Press "Enter" to skip to content

Curated SQL Posts

SQLSharp 4.1 Released

Solomon Rutzky announces a new release of SQL#:

  • GENERAL

    • Greatly reduced size (by approx. 310 kb) of main SQL# Assembly by moving LookUp category into its own Assembly: SQL#.LookUps. This will improve initial load times and won’t waste much memory when not using the LookUp functions.
  • Installation Script

    • Account for security changes related to SQL Server 2017 (i.e. “CLR strict security“) using a Certificate (flexible, clean) instead of the new “Trusted Assemblies” (inflexible, messy).
  • Networking

    • Added explicit support for TLS 1.1 and TLS 1.2 protocols

    • Increased default “Connection Limit” for URIs to 20 from the .NET default of 2. This will reduce performance bottlenecks from concurrent access to the same URI.

SQL# is also the first place where I found a decent median function for SQL Server.

Comments closed

Tracking DBCC MEMORYSTATUS Over Time

Andy Galbraith has a script to track the outputs of DBCC MEMORYSTATUS over a time period:

Running this statement interactively doesn’t return any data – it just loads the data into DBADatabase.dbo.DBCCMemoryStatus.  Running the commented-out SELECT at the bottom of the script as written will query that table for all rows of counter VM Reserved (virtual memory reserved) but there is much more data than that available if you modify the SELECT.

This query can be dropped into a SQL Agent job step as is and it will run – just like the interactive run it will create the database and permanent table if they don’t exist and then store those nuggets of data into the permanent table for later use – you never know when you may need them!

Click through for the script.

Comments closed

Understanding Row Goals

Paul White has an excellent article on row goals:

In my experience, it is very common for people to miss the impact of row goals in execution plans.

No wonder, since before SQL Server 2017 CU3, there was no documented way to see information about row goals in execution plans! That update includes:

This enhancement adds the EstimateRowsWithoutRowGoal attribute to each plan operator affected by a row goal.

The new attribute is visible in all the usual places (e.g. DMVs, plan cache) but not yet in SQL Server Management Studio graphical plans (up to and including SSMS version 17.4). The SQL Server does send the new attribute, but SSMS graphical plans strip bits out that do not match its local version of the xml plan schema.
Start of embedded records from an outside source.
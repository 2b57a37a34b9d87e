use thiserror::Error;

/// Malformed bencode input. Decoding never attempts repair.
#[derive(Debug, Clone, Error, PartialEq, Eq)]
pub enum BencodeError {
    #[error("unexpected end of input")]
    UnexpectedEof,

    #[error("invalid integer: {0}")]
    InvalidInteger(String),

    #[error("invalid string length at offset {0}")]
    InvalidStringLength(usize),

    #[error("unexpected byte {byte:#04x} at offset {offset}")]
    UnexpectedByte { byte: u8, offset: usize },

    #[error("dictionary key at offset {0} is not a byte string")]
    NonStringKey(usize),

    #[error("trailing data after value at offset {0}")]
    TrailingData(usize),

    #[error("nesting too deep")]
    NestingTooDeep,

    #[error("root value is not a dictionary")]
    NotADictionary,
}
use super::*;

#[test]
fn test_decode_integer() {
    assert_eq!(decode(b"i42e").unwrap(), Value::Integer(42));
    assert_eq!(decode(b"i-42e").unwrap(), Value::Integer(-42));
    assert_eq!(decode(b"i0e").unwrap(), Value::Integer(0));
}

#[test]
fn test_decode_integer_invalid() {
    assert!(matches!(decode(b"i-0e"), Err(BencodeError::InvalidInteger(_))));
    assert!(matches!(decode(b"i03e"), Err(BencodeError::InvalidInteger(_))));
    assert!(matches!(decode(b"ie"), Err(BencodeError::InvalidInteger(_))));
    assert!(matches!(decode(b"i12"), Err(BencodeError::UnexpectedEof)));
}

#[test]
fn test_decode_bytes() {
    assert_eq!(decode(b"4:spam").unwrap(), Value::Bytes(b"spam"));
    assert_eq!(decode(b"0:").unwrap(), Value::Bytes(b""));
}

#[test]
fn test_decode_bytes_truncated() {
    assert_eq!(decode(b"10:short"), Err(BencodeError::UnexpectedEof));
    assert_eq!(decode(b"4x:spam"), Err(BencodeError::InvalidStringLength(0)));
    assert_eq!(decode(b"4spam"), Err(BencodeError::UnexpectedEof));
}

#[test]
fn test_decode_list() {
    let value = decode(b"l4:spami42ee").unwrap();
    let list = value.as_list().unwrap();
    assert_eq!(list.len(), 2);
    assert_eq!(list[0].as_str(), Some("spam"));
    assert_eq!(list[1].as_integer(), Some(42));
}

#[test]
fn test_decode_dict_keeps_raw_span() {
    let input = b"d4:infod4:name4:Showee";
    let value = decode(input).unwrap();
    let info = value.get(b"info").and_then(Value::as_dict).unwrap();
    assert_eq!(info.raw(), b"d4:name4:Showe");
    assert_eq!(info.get(b"name").and_then(Value::as_str), Some("Show"));
    assert_eq!(value.as_dict().unwrap().raw(), input);
}

#[test]
fn test_dict_iterates_in_key_order() {
    let value = decode(b"d1:ai1e1:bi2ee").unwrap();
    let dict = value.as_dict().unwrap();
    assert_eq!(dict.len(), 2);
    assert!(!dict.is_empty());
    let entries: Vec<_> = dict
        .iter()
        .map(|(key, value)| (key, value.as_integer()))
        .collect();
    assert_eq!(entries, [(&b"a"[..], Some(1)), (&b"b"[..], Some(2))]);

    let empty = decode(b"de").unwrap();
    assert!(empty.as_dict().unwrap().is_empty());
}

#[test]
fn test_dict_key_must_be_string() {
    assert_eq!(decode(b"di1e3:fooe"), Err(BencodeError::NonStringKey(1)));
}

#[test]
fn test_trailing_data_rejected() {
    assert_eq!(decode(b"i1ei2e"), Err(BencodeError::TrailingData(3)));
}

#[test]
fn test_unterminated_containers() {
    assert_eq!(decode(b"l4:spam"), Err(BencodeError::UnexpectedEof));
    assert_eq!(decode(b"d3:foo"), Err(BencodeError::UnexpectedEof));
    assert_eq!(decode(b""), Err(BencodeError::UnexpectedEof));
}

#[test]
fn test_unexpected_byte() {
    assert_eq!(
        decode(b"x"),
        Err(BencodeError::UnexpectedByte {
            byte: b'x',
            offset: 0
        })
    );
}

#[test]
fn test_nesting_limit() {
    let mut deep = vec![b'l'; MAX_DEPTH + 2];
    deep.extend(vec![b'e'; MAX_DEPTH + 2]);
    assert_eq!(decode(&deep), Err(BencodeError::NestingTooDeep));

    let mut ok = vec![b'l'; MAX_DEPTH];
    ok.extend(vec![b'e'; MAX_DEPTH]);
    assert!(decode(&ok).is_ok());
}
//! # BBCode Tokenizer
//!
//! Splits BBCode markup into open-tag, close-tag and text tokens. Anything
//! that does not look like a tag (`[`, a run of letters, optional `=param`,
//! `]`) stays text, so stray brackets in prose survive untouched.

/// A token borrowing from the tokenized input.
#[derive(Debug, Clone, PartialEq, Eq)]
pub enum Token<'a> {
    /// Literal text between tags.
    Text(&'a str),
    /// `[name]` or `[name=param]`.
    Open {
        /// Lowercased tag name.
        name: String,
        /// Raw parameter after `=`, untrimmed.
        param: Option<&'a str>,
        /// The tag exactly as written.
        raw: &'a str,
    },
    /// `[/name]`.
    Close {
        /// Lowercased tag name.
        name: String,
        /// The tag exactly as written.
        raw: &'a str,
    },
}

impl<'a> Token<'a> {
    /// The input slice this token was read from.
    pub fn raw(&self) -> &'a str {
        match self {
            Token::Text(text) => *text,
            Token::Open { raw, .. } | Token::Close { raw, .. } => *raw,
        }
    }
}

/// Tokenizer for BBCode markup.
#[derive(Debug, Clone, Copy, Default)]
pub struct Tokenizer;

impl Tokenizer {
    /// Create a new tokenizer instance.
    pub fn new() -> Self {
        Self
    }

    /// Tokenize markup into text and tag tokens.
    ///
    /// # Examples
    /// ```
    /// use relkit_core::bbcode::tokenizer::{Token, Tokenizer};
    ///
    /// let tokens = Tokenizer::new().tokenize("[b]Bold[/b] [x");
    /// assert_eq!(tokens.len(), 4);
    /// assert_eq!(tokens[1], Token::Text("Bold"));
    /// assert_eq!(tokens[3], Token::Text(" [x"));
    /// ```
    pub fn tokenize<'a>(&self, input: &'a str) -> Vec<Token<'a>> {
        let mut tokens = Vec::new();
        let mut text_start = 0;
        let mut cursor = 0;

        while let Some(offset) = input[cursor..].find('[') {
            let at = cursor + offset;
            match parse_tag(input, at) {
                Some((token, end)) => {
                    if at > text_start {
                        tokens.push(Token::Text(&input[text_start..at]));
                    }
                    tokens.push(token);
                    cursor = end;
                    text_start = end;
                }
                None => cursor = at + 1,
            }
        }

        if text_start < input.len() {
            tokens.push(Token::Text(&input[text_start..]));
        }

        tokens
    }
}

/// Parses a tag starting at the `[` at byte `at`; returns the token and the
/// byte offset just past its `]`.
fn parse_tag(input: &str, at: usize) -> Option<(Token<'_>, usize)> {
    let bytes = input.as_bytes();
    let closing = bytes.get(at + 1) == Some(&b'/');
    let name_start = at + 1 + usize::from(closing);
    let name_len = bytes[name_start..]
        .iter()
        .take_while(|b| b.is_ascii_alphabetic())
        .count();
    if name_len == 0 {
        return None;
    }

    let name_end = name_start + name_len;
    let name = input[name_start..name_end].to_ascii_lowercase();

    match *bytes.get(name_end)? {
        b']' => {
            let end = name_end + 1;
            let raw = &input[at..end];
            let token = if closing {
                Token::Close { name, raw }
            } else {
                Token::Open {
                    name,
                    param: None,
                    raw,
                }
            };
            Some((token, end))
        }
        b'=' if !closing => {
            let param_start = name_end + 1;
            let param_len = input[param_start..].find([']', '['])?;
            let param_end = param_start + param_len;
            if bytes[param_end] != b']' {
                return None;
            }
            let end = param_end + 1;
            Some((
                Token::Open {
                    name,
                    param: Some(&input[param_start..param_end]),
                    raw: &input[at..end],
                },
                end,
            ))
        }
        _ => None,
    }
}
Version 17.5 of SSMS is expected to ship with an updated xml schema and UI elements, making the new attribute visible. SentryOne Plan Explorer shows the new attribute in the raw xml view already, since it doesn’t have any reason to strip the information out, but an update will be required to incorporate the new row goal information into other places (such as the Plan Diagram). I would expect it to make its way onto tooltips first.

Definitely worth a careful read.

Comments closed

Getting SQL Server CPU Usage By Session

Manu Punna has a script to get CPU utilization by session over a relatively short timeframe:

Troubleshooting high CPU usage on a SQL Server Database is an art, but there is a defined methodology to follow to find the root cause of high CPU. This can involve breaking down the overall server CPU usage to a more granular level, first discovering that it’s SQL Server that’s the problem (because way too often it’s something else!), down to exploring specific plan operators in a particular problematic query. Finding that problematic query, identifying the high CPU consumer, means identifying the CPU usage by session.

sys.dm_exec_requests shows the CPU time, but it’s cumulative – it doesn’t give the CPU consumption by each session at the current time. You can see how much CPU usage a session has had since it started, but it doesn’t show you what’s going on right now. To explore that, we need to query sys.dm_exec_requests repeatedly, and look for the differences. We need to collect the CPU usage for a time interval to identify the high CPU consumers.

Click through for the script.

Comments closed

New SQL Server 2017 On Windows Docker Container

Perry Skountrianos announces that SQL Server 2017 Developer & Express editions (running Windows Server 1709) are now available on Docker Hub:

Windows Server version 1709 brings the following important improvements that developers can take advantage of with the updated container images.

  1. First of all, the microsoft/windowsservercore image underneath SQL shrunk by more than 2GB, so the SQL Server images are also 2GB smaller.

  2. The networking support for containers was improved to support Kubernetes, now at beta in version 1.9 beta on Windows, and routing mesh with Docker Swarm.

  3. If you want to store your databases on remote storage, you can now by using global SMB mounts (New-SMBGlobalMapping) along with a docker volume (docker run -v c:\shared:c:\data microsoft/mssql-express-…).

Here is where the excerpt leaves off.